- **Entries shown**
BEGIN
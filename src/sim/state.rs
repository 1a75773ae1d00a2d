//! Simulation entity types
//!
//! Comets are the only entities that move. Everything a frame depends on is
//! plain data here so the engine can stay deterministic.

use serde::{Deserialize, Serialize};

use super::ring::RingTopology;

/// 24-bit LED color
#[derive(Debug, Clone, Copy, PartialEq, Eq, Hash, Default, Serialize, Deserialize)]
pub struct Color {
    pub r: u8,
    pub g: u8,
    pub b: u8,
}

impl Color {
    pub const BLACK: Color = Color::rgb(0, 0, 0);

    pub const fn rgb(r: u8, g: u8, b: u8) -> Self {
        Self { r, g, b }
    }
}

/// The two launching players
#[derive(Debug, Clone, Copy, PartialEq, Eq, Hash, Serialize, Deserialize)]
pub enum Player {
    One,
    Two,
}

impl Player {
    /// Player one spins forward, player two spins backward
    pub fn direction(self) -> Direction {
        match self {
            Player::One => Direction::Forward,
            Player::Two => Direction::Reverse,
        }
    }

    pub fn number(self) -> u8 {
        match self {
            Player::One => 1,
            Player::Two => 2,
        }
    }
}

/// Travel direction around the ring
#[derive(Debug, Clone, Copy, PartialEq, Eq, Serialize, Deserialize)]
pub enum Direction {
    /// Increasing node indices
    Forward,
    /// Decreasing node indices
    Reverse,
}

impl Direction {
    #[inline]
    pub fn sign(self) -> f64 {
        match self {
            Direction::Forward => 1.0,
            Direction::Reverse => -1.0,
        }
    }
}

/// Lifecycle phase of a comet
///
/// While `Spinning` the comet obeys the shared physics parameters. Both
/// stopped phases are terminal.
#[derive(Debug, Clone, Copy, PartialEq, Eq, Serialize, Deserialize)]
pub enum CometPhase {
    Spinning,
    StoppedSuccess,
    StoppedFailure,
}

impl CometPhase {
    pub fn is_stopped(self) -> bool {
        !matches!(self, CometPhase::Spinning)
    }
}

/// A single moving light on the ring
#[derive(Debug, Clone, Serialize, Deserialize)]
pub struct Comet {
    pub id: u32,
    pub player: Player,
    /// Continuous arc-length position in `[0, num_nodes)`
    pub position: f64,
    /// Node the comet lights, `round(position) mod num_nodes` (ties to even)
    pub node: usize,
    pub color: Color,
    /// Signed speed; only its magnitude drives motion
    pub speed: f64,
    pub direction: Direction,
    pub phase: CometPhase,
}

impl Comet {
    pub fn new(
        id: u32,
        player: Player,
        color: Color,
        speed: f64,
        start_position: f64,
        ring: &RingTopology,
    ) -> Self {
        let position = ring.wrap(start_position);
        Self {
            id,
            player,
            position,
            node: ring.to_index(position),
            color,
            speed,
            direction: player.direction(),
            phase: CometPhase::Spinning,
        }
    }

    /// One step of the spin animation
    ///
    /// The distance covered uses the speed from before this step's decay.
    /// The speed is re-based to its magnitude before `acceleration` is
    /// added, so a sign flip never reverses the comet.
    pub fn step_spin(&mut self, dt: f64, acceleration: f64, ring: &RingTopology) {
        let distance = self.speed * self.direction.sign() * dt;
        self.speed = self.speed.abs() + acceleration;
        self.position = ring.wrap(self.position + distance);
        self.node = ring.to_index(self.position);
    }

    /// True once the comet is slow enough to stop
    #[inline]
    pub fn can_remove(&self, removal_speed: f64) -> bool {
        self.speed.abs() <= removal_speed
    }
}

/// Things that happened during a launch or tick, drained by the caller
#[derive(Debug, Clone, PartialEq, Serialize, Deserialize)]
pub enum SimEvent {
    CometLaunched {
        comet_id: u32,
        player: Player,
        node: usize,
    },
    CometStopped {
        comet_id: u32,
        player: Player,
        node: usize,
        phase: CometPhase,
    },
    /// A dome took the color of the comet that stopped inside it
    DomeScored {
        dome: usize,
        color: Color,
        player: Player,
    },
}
END
- **Task item**
When you come to the line containing "phases are terminal.", give it and stop; before that, repeat each line of the material exactly from the first one.

- **Response**
filename src/sim/state.rs
repository 1a75773ae1d00a2d
//! Simulation entity types
//!
//! Comets are the only entities that move. Everything a frame depends on is
//! plain data here so the engine can stay deterministic.

use serde::{Deserialize, Serialize};

use super::ring::RingTopology;

/// 24-bit LED color
#[derive(Debug, Clone, Copy, PartialEq, Eq, Hash, Default, Serialize, Deserialize)]
pub struct Color {
    pub r: u8,
    pub g: u8,
    pub b: u8,
}

impl Color {
    pub const BLACK: Color = Color::rgb(0, 0, 0);

    pub const fn rgb(r: u8, g: u8, b: u8) -> Self {
        Self { r, g, b }
    }
}

/// The two launching players
#[derive(Debug, Clone, Copy, PartialEq, Eq, Hash, Serialize, Deserialize)]
pub enum Player {
    One,
    Two,
}

impl Player {
    /// Player one spins forward, player two spins backward
    pub fn direction(self) -> Direction {
        match self {
            Player::One => Direction::Forward,
            Player::Two => Direction::Reverse,
        }
    }

    pub fn number(self) -> u8 {
        match self {
            Player::One => 1,
            Player::Two => 2,
        }
    }
}

/// Travel direction around the ring
#[derive(Debug, Clone, Copy, PartialEq, Eq, Serialize, Deserialize)]
pub enum Direction {
    /// Increasing node indices
    Forward,
    /// Decreasing node indices
    Reverse,
}

impl Direction {
    #[inline]
    pub fn sign(self) -> f64 {
        match self {
            Direction::Forward => 1.0,
            Direction::Reverse => -1.0,
        }
    }
}

/// Lifecycle phase of a comet
///
/// While `Spinning` the comet obeys the shared physics parameters. Both
/// stopped phases are terminal.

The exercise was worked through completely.